Fine-tuning Google T5-Small on Summarization

Your model has no idea what a conversation looks like. Yet.

confused robot gif

Out of the box, T5-Small can do a lot. Translation. Q&A. Classification. It’s been pre-trained on a massive chunk of the internet.

But give it a messy chat conversation and ask it to summarize it?

It’ll struggle.

That’s where fine-tuning comes in. We take a pre-trained model and teach it one specific skill — summarizing dialogues — by training it on examples of exactly that.

This post walks through the entire process, from loading the model to generating summaries on a Luffy & Naruto conversation.

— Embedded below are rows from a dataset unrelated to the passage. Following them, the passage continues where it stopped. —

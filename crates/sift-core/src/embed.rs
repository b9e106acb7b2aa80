//! Embedding generation using fastembed

use std::path::PathBuf;
use std::sync::Arc;

use fastembed::{EmbeddingModel, InitOptions, TextEmbedding};

use crate::{Config, Result, SiftError};

/// Turns short texts into fixed-dimension vectors.
///
/// Implementations must be deterministic for a given model so that cached
/// vectors stay comparable with freshly embedded queries.
pub trait Embedder: Send + Sync {
    /// Generate embeddings for a batch of texts, one row per text.
    fn embed_batch(&self, texts: &[&str]) -> Result<Vec<Vec<f32>>>;

    /// Generate embedding for a single text.
    fn embed(&self, text: &str) -> Result<Vec<f32>> {
        self.embed_batch(&[text])?
            .into_iter()
            .next()
            .ok_or_else(|| SiftError::Embedding("No embedding generated".to_string()))
    }

    /// Output dimension, when known up front.
    fn dimension(&self) -> Option<usize> {
        None
    }
}

/// Loads the embedding runtime. Runs once, off the caller's thread.
pub type ModelLoader = Box<dyn FnOnce() -> Result<Arc<dyn Embedder>> + Send>;

/// Wrapper around fastembed for generating embeddings.
pub struct FastEmbedder {
    model: TextEmbedding,
    dimension: usize,
}

/// Supported model names, their fastembed identifiers and dimensions.
fn resolve_model(name: &str) -> Result<(EmbeddingModel, usize)> {
    let resolved = match name {
        "all-MiniLM-L6-v2" => (EmbeddingModel::AllMiniLML6V2, 384),
        "all-MiniLM-L12-v2" => (EmbeddingModel::AllMiniLML12V2, 384),
        "bge-small-en-v1.5" => (EmbeddingModel::BGESmallENV15, 384),
        "bge-base-en-v1.5" => (EmbeddingModel::BGEBaseENV15, 768),
        other => {
            return Err(SiftError::ModelLoad(format!(
                "Unknown model: {}. Supported: all-MiniLM-L6-v2, all-MiniLM-L12-v2, bge-small-en-v1.5, bge-base-en-v1.5",
                other
            )));
        }
    };
    Ok(resolved)
}

impl FastEmbedder {
    /// Create a new embedder with the model specified in config, downloading
    /// it into `cache_dir` on first use.
    pub fn new(config: &Config, cache_dir: PathBuf) -> Result<Self> {
        let (model_type, dimension) = resolve_model(&config.model)?;

        tracing::info!("Loading model {}...", config.model);
        let options = InitOptions::new(model_type)
            .with_cache_dir(cache_dir)
            .with_show_download_progress(config.show_download_progress);
        let model =
            TextEmbedding::try_new(options).map_err(|e| SiftError::ModelLoad(e.to_string()))?;

        Ok(Self { model, dimension })
    }

    /// A deferred [`FastEmbedder::new`] for the engine's init thread.
    pub fn loader(config: &Config, cache_dir: PathBuf) -> ModelLoader {
        let config = config.clone();
        Box::new(move || {
            let embedder: Arc<dyn Embedder> = Arc::new(Self::new(&config, cache_dir)?);
            Ok(embedder)
        })
    }
}

impl Embedder for FastEmbedder {
    fn embed_batch(&self, texts: &[&str]) -> Result<Vec<Vec<f32>>> {
        if texts.is_empty() {
            return Ok(Vec::new());
        }

        self.model
            .embed(texts.to_vec(), None)
            .map_err(|e| SiftError::Embedding(e.to_string()))
    }

    fn dimension(&self) -> Option<usize> {
        Some(self.dimension)
    }
}

#[cfg(test)]
mod tests {
    use super::*;

    struct Fixed;

    impl Embedder for Fixed {
        fn embed_batch(&self, texts: &[&str]) -> Result<Vec<Vec<f32>>> {
            Ok(texts.iter().map(|t| vec![t.len() as f32, 1.0]).collect())
        }
    }

    struct Silent;

    impl Embedder for Silent {
        fn embed_batch(&self, _texts: &[&str]) -> Result<Vec<Vec<f32>>> {
            Ok(Vec::new())
        }
    }

    #[test]
    fn embed_takes_first_row() {
        assert_eq!(Fixed.embed("abc").unwrap(), vec![3.0, 1.0]);
        assert_eq!(Fixed.dimension(), None);
    }

    #[test]
    fn embed_without_output_is_an_error() {
        assert!(matches!(Silent.embed("abc"), Err(SiftError::Embedding(_))));
    }

    #[test]
    fn unknown_model_is_a_load_error() {
        assert!(matches!(
            resolve_model("word2vec"),
            Err(SiftError::ModelLoad(_))
        ));
        assert_eq!(resolve_model("all-MiniLM-L6-v2").unwrap().1, 384);
    }
}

1. What is T5? And Why Fine-Tune It?

explaining gif

T5 (Text-to-Text Transfer Transformer) treats every NLP task as a text-to-text problem.

Not “classify this” or “tag that” — just:

Input text → Output text

Translation? "translate English to French: Hello" → "Bonjour". Summarization? "summarize: Long article..." → "Short summary".

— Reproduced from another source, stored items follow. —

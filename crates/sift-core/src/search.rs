//! Search functionality

use std::path::Path;
use std::sync::Arc;

use serde::{Deserialize, Serialize};

use crate::cache::IndexCache;
use crate::embed::{Embedder, FastEmbedder};
use crate::{COSINE_EPSILON, Config, IndexSnapshot, Result, SiftError, classifier, discover};

/// A ranked match.
#[derive(Debug, Clone, PartialEq, Serialize, Deserialize)]
pub struct SearchHit {
    pub name: String,
    pub path: String,
    /// Raw cosine similarity in [-1, 1]
    pub score: f32,
}

/// The single result returned while no index is available.
pub fn not_ready() -> Vec<SearchHit> {
    vec![SearchHit {
        name: "System Initializing...".to_string(),
        path: "Please wait for model to load.".to_string(),
        score: 0.0,
    }]
}

/// Cosine similarity with a guard against zero vectors.
pub fn cosine_similarity(a: &[f32], b: &[f32]) -> f32 {
    if a.len() != b.len() {
        return 0.0;
    }

    let dot: f32 = a.iter().zip(b).map(|(x, y)| x * y).sum();
    let norm_a = a.iter().map(|x| x * x).sum::<f32>().sqrt();
    let norm_b = b.iter().map(|x| x * x).sum::<f32>().sqrt();

    dot / (norm_a * norm_b + COSINE_EPSILON)
}

/// Rank every entry of `snapshot` against `query`, best first.
///
/// Equal scores keep index order.
pub fn rank(query: &[f32], snapshot: &IndexSnapshot, top_k: usize) -> Vec<SearchHit> {
    let mut scored: Vec<(usize, f32)> = snapshot
        .embeddings()
        .iter()
        .map(|embedding| cosine_similarity(query, embedding))
        .enumerate()
        .collect();
    scored.sort_by(|a, b| b.1.total_cmp(&a.1));

    scored
        .into_iter()
        .take(top_k)
        .map(|(i, score)| SearchHit {
            name: snapshot.names()[i].clone(),
            path: snapshot.paths()[i].clone(),
            score,
        })
        .collect()
}

/// Searcher for querying one snapshot.
pub struct Searcher {
    embedder: Arc<dyn Embedder>,
    snapshot: Arc<IndexSnapshot>,
}

impl Searcher {
    pub fn new(embedder: Arc<dyn Embedder>, snapshot: Arc<IndexSnapshot>) -> Self {
        Self { embedder, snapshot }
    }

    /// Open the cached index of a sift repository without scanning.
    ///
    /// The cache is filtered with the current policy, like the engine does
    /// at startup. Without a usable cache there is nothing to search and
    /// this returns [`SiftError::NotReady`]; the model is not loaded then.
    pub fn open(root: &Path) -> Result<Self> {
        let config = Config::load(root)?;
        let cache = IndexCache::for_root(root, &config);
        if !cache.path().exists() {
            return Err(SiftError::NotReady);
        }

        let embedder = FastEmbedder::new(&config, discover::models_dir(root))?;
        Self::from_cache(&config, &cache, Arc::new(embedder))
    }

    /// Load, check and filter `cache` for querying with `embedder`.
    pub fn from_cache(
        config: &Config,
        cache: &IndexCache,
        embedder: Arc<dyn Embedder>,
    ) -> Result<Self> {
        let cached = cache.load().ok_or(SiftError::NotReady)?;

        if let (Some(expected), Some(found)) = (embedder.dimension(), cached.dimension()) {
            if expected != found {
                tracing::warn!(
                    "Ignoring cache: {}-dimensional embeddings, model produces {}",
                    found,
                    expected
                );
                return Err(SiftError::NotReady);
            }
        }

        let classifier = classifier::from_config(config)?;
        let (snapshot, _) = cache.filter(&cached, |p| classifier.is_relevant(Path::new(p)));
        Ok(Self::new(embedder, Arc::new(snapshot)))
    }

    pub fn snapshot(&self) -> &IndexSnapshot {
        &self.snapshot
    }

    /// Embed the query once and return the `top_k` closest entries.
    pub fn search(&self, query: &str, top_k: usize) -> Result<Vec<SearchHit>> {
        let query_embedding = self.embedder.embed(query)?;
        Ok(rank(&query_embedding, &self.snapshot, top_k))
    }
}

The trick is the task prefix. T5 figures out what to do from the prefix you give it.

T5-Small has 60M parameters — tiny enough to fine-tune on a consumer GPU in under 20 minutes.

2. The Dataset — SAMSum

chatting gif

We’re using SAMSum — a dataset of ~16,000 messenger-style conversations, each paired with a human-written summary.

It looks like this:

Dialogue:
  Amanda: I baked some cookies. Do you want some?
  Jerry: Sure! I'll come over later.
  Amanda: Great, see you then!

Summary:
  Amanda baked cookies and invited Jerry over to have some.

Real conversations. Real summaries. Exactly what we need to teach the model to summarize chats.

dataset = load_dataset("knkarthick/samsum")

3. Tokenization — Teaching the Model to Read

reading fast gif

Before training, every piece of text needs to become numbers. But for a seq2seq model like T5, we tokenize both the input and the output.

Two key things here:

The prefix — T5 needs to know what task it’s doing. We prepend "summarize: " to every dialogue.

inputs = ["summarize: " + dialogue for dialogue in dialogues]

The lengths — Dialogues can be long (up to 1024 tokens). Summaries are short (capped at 128 tokens).

input_encoding  = tokenizer(inputs,  max_length=1024, truncation=True, padding="max_length")
target_encoding = tokenizer(targets, max_length=128,  truncation=True, padding="max_length")

The output is three things: input_ids, attention_mask, and labels (the target token ids).

4. Data Collator — The Smart Batcher

stacking gif

DataCollatorForSeq2Seq handles padding dynamically at batch time — padding each batch only to the length of its longest sequence, not the entire dataset’s max length. More efficient, less memory wasted.

seq2seq_collator = DataCollatorForSeq2Seq(tokenizer, model=model)

One line. It just works.

5. Training Arguments — Configuring the Run

settings gif

This is where you control how training behaves. Let’s break down the important ones:

training_args = TrainingArguments(
    num_train_epochs=1,                  # one full pass over the data
    per_device_train_batch_size=1,       # 1 sample per step (GPU memory constraint)
    gradient_accumulation_steps=16,      # effective batch size = 1 × 16 = 16
    warmup_steps=500,                    # gradually ramp up learning rate for 500 steps
    weight_decay=0.01,                   # L2 regularization to prevent overfitting
    report_to="none"                     # don't log to wandb/tensorboard
)

Gradient accumulation is the clever trick here. The GPU can only fit 1 sample at a time, but we accumulate gradients over 16 steps before updating — simulating a batch size of 16 without needing the memory for it.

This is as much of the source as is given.